- _GOAL OF THE EXERCISE_
Among the entries below, count each line holding the word "remove". Write only the number.

Dataset records
____________

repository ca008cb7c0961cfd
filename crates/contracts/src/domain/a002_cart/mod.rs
use serde::{Deserialize, Serialize};

/// Number of items in the signed-in user's cart.
#[derive(Debug, Clone, Copy, Default, PartialEq, Eq, Serialize, Deserialize)]
pub struct CartCount {
    pub count: u32,
}

#[derive(Debug, Clone, Serialize, Deserialize)]
pub struct AddToCartRequest {
    pub product_id: String,
}
//! Ordered query-string multimap.
//!
//! Mirrors the browser's `URLSearchParams`: pairs keep their insertion order,
//! a key may repeat, `remove` drops every pair with that key and `append`
//! adds to the end. Everything is decoded on parse and re-encoded on output.

use std::borrow::Cow;

#[derive(Debug, Clone, PartialEq, Eq)]
pub struct QueryPairs {
    pairs: Vec<(String, String)>,
}

impl QueryPairs {
    /// Parse a query string. A leading `?` is ignored, empty segments are
    /// skipped and a segment without `=` is a key with an empty value.
    pub fn parse(query: &str) -> Self {
        let query = query.strip_prefix('?').unwrap_or(query);
        let pairs = query
            .split('&')
            .filter(|segment| !segment.is_empty())
            .map(|segment| match segment.split_once('=') {
                Some((key, value)) => (decode_component(key), decode_component(value)),
                None => (decode_component(segment), String::new()),
            })
            .collect();

        Self { pairs }
    }

    /// First value for `key`.
    pub fn get(&self, key: &str) -> Option<&str> {
        self.pairs
            .iter()
            .find(|(k, _)| k == key)
            .map(|(_, v)| v.as_str())
    }

    /// Every value for `key`, in order.
    pub fn get_all<'a>(&'a self, key: &'a str) -> impl Iterator<Item = &'a str> + 'a {
        self.pairs
            .iter()
            .filter(move |(k, _)| k == key)
            .map(|(_, v)| v.as_str())
    }

    pub fn remove(&mut self, key: &str) {
        self.pairs.retain(|(k, _)| k != key);
    }

    pub fn append(&mut self, key: impl Into<String>, value: impl Into<String>) {
        self.pairs.push((key.into(), value.into()));
    }

    pub fn is_empty(&self) -> bool {
        self.pairs.is_empty()
    }

    pub fn len(&self) -> usize {
        self.pairs.len()
    }

    /// Serialize without a leading `?`.
    pub fn to_query_string(&self) -> String {
        self.pairs
            .iter()
            .map(|(k, v)| format!("{}={}", urlencoding::encode(k), urlencoding::encode(v)))
            .collect::<Vec<_>>()
            .join("&")
    }
}

/// Decode one `application/x-www-form-urlencoded` component.
/// Invalid UTF-8 is replaced rather than rejected.
fn decode_component(raw: &str) -> String {
    let spaced: Cow<'_, str> = if raw.contains('+') {
        Cow::Owned(raw.replace('+', " "))
    } else {
        Cow::Borrowed(raw)
    };
    let bytes = urlencoding::decode_binary(spaced.as_bytes());
    String::from_utf8_lossy(&bytes).into_owned()
}

/// Join a pathname and a query, dropping the `?` when the query is empty.
pub fn join_path_and_query(pathname: &str, query: &str) -> String {
    let query = query.strip_prefix('?').unwrap_or(query);
    if query.is_empty() {
        pathname.to_string()
    } else {
        format!("{}?{}", pathname, query)
    }
}
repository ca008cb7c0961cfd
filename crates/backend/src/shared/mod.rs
pub mod config;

____________

- _ANSWER FOR THIS EXERCISE_
2